▶ _Try it_
Only the number is wanted: state how many lines of the data below contain the word "width".

** Opening Exercise data block **

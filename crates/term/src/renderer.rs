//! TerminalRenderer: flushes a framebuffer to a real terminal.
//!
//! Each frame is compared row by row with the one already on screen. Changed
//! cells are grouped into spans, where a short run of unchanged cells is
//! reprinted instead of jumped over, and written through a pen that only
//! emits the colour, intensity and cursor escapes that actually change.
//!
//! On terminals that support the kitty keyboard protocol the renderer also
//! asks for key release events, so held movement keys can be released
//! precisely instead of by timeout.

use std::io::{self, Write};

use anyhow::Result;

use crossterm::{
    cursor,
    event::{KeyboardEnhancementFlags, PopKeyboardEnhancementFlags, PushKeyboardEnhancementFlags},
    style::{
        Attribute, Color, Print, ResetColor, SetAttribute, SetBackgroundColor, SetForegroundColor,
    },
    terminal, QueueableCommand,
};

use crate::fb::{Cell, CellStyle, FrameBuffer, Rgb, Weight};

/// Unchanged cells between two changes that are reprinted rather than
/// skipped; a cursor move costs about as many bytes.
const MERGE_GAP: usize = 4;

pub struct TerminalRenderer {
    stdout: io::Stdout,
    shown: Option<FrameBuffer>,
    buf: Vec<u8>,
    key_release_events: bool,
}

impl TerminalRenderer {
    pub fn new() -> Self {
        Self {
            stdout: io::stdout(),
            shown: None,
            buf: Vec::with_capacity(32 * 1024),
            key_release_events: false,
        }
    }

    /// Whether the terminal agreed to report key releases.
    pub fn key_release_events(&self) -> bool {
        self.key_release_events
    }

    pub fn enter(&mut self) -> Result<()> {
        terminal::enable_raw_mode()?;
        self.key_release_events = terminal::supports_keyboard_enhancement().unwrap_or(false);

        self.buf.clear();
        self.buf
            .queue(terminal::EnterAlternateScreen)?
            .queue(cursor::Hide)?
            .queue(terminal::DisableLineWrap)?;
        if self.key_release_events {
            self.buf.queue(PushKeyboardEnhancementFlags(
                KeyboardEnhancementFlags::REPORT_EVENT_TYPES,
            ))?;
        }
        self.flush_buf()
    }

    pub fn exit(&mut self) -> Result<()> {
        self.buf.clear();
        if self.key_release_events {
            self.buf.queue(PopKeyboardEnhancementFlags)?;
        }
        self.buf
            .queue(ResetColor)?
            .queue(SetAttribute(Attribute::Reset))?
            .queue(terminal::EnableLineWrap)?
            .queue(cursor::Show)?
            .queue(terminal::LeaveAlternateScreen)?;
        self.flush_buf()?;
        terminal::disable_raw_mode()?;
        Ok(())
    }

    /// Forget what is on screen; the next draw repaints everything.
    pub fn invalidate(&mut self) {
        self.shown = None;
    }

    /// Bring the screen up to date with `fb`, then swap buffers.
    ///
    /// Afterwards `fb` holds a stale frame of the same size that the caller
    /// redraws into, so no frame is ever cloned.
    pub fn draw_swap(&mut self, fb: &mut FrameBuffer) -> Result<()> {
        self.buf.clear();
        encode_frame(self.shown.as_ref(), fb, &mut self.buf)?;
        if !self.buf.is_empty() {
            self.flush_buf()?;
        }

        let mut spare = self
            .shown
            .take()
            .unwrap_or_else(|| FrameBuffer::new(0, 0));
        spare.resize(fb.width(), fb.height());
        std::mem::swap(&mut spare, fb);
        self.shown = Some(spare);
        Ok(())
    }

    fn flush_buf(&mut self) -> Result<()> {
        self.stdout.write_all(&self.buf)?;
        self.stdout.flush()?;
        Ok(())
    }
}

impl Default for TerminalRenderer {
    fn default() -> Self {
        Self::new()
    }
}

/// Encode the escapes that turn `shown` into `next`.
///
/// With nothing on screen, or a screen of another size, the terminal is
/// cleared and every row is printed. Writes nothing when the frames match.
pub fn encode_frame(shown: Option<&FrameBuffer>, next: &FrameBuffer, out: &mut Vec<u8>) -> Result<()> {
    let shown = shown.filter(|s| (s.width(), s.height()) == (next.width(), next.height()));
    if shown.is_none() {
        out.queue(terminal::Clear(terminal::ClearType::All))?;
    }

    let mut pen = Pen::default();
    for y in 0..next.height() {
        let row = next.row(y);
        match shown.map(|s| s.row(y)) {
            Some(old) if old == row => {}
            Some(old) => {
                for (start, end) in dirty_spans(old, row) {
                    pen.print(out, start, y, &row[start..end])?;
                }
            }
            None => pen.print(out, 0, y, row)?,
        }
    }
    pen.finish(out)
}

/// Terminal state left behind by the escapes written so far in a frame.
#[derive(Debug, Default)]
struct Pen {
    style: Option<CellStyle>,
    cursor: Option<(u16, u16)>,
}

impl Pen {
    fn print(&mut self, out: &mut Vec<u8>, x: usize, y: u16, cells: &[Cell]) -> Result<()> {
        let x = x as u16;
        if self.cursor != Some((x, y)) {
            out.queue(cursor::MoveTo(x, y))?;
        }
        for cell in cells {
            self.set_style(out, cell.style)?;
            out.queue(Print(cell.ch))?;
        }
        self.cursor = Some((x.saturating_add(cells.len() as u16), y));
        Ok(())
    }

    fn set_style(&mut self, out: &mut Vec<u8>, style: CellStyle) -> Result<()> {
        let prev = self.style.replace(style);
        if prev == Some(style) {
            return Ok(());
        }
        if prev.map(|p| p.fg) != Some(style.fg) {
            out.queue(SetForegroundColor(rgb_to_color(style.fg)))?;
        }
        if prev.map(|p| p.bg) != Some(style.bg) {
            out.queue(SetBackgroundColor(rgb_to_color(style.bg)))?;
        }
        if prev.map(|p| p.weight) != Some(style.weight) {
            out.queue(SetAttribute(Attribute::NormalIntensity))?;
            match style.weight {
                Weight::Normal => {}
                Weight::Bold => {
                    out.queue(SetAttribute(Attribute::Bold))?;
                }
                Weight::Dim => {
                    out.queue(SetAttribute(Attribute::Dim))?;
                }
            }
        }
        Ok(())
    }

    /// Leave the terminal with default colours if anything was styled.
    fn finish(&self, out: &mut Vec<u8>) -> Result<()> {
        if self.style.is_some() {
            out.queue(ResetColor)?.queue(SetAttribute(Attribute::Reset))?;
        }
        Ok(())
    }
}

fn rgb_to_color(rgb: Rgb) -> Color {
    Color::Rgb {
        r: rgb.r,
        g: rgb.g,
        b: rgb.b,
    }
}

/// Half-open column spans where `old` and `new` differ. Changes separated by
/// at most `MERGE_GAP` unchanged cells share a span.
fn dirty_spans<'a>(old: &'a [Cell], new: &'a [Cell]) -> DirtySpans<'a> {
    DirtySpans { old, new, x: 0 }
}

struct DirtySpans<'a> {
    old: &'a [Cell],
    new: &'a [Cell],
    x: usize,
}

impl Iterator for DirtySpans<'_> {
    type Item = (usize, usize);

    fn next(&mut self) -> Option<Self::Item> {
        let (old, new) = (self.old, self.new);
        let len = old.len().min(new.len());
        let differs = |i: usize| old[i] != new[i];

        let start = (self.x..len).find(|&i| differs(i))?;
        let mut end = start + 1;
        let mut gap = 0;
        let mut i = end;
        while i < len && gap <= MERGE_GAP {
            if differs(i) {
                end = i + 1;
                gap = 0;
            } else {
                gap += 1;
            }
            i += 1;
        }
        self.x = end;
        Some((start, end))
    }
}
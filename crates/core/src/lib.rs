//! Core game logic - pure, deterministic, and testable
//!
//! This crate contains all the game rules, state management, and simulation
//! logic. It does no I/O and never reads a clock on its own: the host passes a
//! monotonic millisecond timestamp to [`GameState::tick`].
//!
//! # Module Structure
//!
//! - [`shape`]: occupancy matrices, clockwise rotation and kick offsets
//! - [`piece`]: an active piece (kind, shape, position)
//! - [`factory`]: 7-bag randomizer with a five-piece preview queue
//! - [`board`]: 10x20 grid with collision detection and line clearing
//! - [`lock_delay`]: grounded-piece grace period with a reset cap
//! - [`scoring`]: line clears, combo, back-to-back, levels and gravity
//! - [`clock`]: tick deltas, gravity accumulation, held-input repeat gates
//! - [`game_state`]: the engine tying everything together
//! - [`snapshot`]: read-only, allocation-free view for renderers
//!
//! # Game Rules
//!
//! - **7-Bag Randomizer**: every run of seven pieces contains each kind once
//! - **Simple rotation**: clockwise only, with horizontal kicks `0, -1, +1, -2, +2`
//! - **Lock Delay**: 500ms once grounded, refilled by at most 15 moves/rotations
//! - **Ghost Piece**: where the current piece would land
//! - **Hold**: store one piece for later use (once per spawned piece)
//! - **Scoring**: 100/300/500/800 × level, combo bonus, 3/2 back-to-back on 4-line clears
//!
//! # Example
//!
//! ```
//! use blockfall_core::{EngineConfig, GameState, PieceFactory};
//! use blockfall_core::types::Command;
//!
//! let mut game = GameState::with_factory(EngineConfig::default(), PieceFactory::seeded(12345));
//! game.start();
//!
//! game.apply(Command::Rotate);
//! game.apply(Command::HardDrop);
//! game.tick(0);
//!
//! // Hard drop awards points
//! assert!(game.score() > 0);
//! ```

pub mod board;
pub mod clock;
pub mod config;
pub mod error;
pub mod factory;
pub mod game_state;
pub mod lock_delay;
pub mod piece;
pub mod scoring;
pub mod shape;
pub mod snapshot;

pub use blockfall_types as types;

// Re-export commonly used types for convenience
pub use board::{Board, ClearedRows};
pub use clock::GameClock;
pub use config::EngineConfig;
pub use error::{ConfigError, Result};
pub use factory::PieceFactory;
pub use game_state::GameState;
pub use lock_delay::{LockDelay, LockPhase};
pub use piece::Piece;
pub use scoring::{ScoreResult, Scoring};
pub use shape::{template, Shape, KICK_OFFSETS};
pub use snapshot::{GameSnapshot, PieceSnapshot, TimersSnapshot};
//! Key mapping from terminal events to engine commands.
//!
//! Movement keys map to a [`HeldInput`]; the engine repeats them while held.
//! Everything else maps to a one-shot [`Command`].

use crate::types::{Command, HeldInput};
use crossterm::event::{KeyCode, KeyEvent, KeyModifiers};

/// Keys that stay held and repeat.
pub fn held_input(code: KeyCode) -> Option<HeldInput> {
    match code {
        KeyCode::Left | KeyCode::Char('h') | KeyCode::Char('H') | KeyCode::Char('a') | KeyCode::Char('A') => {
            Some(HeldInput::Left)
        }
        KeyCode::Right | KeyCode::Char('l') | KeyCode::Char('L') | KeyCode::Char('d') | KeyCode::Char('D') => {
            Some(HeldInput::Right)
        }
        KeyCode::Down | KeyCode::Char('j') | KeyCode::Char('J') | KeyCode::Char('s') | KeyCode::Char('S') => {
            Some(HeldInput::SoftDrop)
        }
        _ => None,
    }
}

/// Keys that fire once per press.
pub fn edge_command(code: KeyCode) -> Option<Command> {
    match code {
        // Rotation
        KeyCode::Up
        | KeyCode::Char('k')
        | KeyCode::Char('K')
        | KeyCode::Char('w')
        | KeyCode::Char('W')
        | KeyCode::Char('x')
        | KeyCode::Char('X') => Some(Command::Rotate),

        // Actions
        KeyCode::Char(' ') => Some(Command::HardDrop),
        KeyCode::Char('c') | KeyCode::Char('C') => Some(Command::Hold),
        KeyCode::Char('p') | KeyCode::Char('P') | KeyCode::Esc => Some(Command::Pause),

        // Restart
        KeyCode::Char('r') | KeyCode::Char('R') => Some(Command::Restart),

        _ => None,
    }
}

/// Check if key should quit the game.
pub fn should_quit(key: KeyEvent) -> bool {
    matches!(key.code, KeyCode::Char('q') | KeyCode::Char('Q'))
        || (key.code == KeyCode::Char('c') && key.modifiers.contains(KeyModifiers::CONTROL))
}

** Closing Exercise data block **

▶ _Expected answer_
2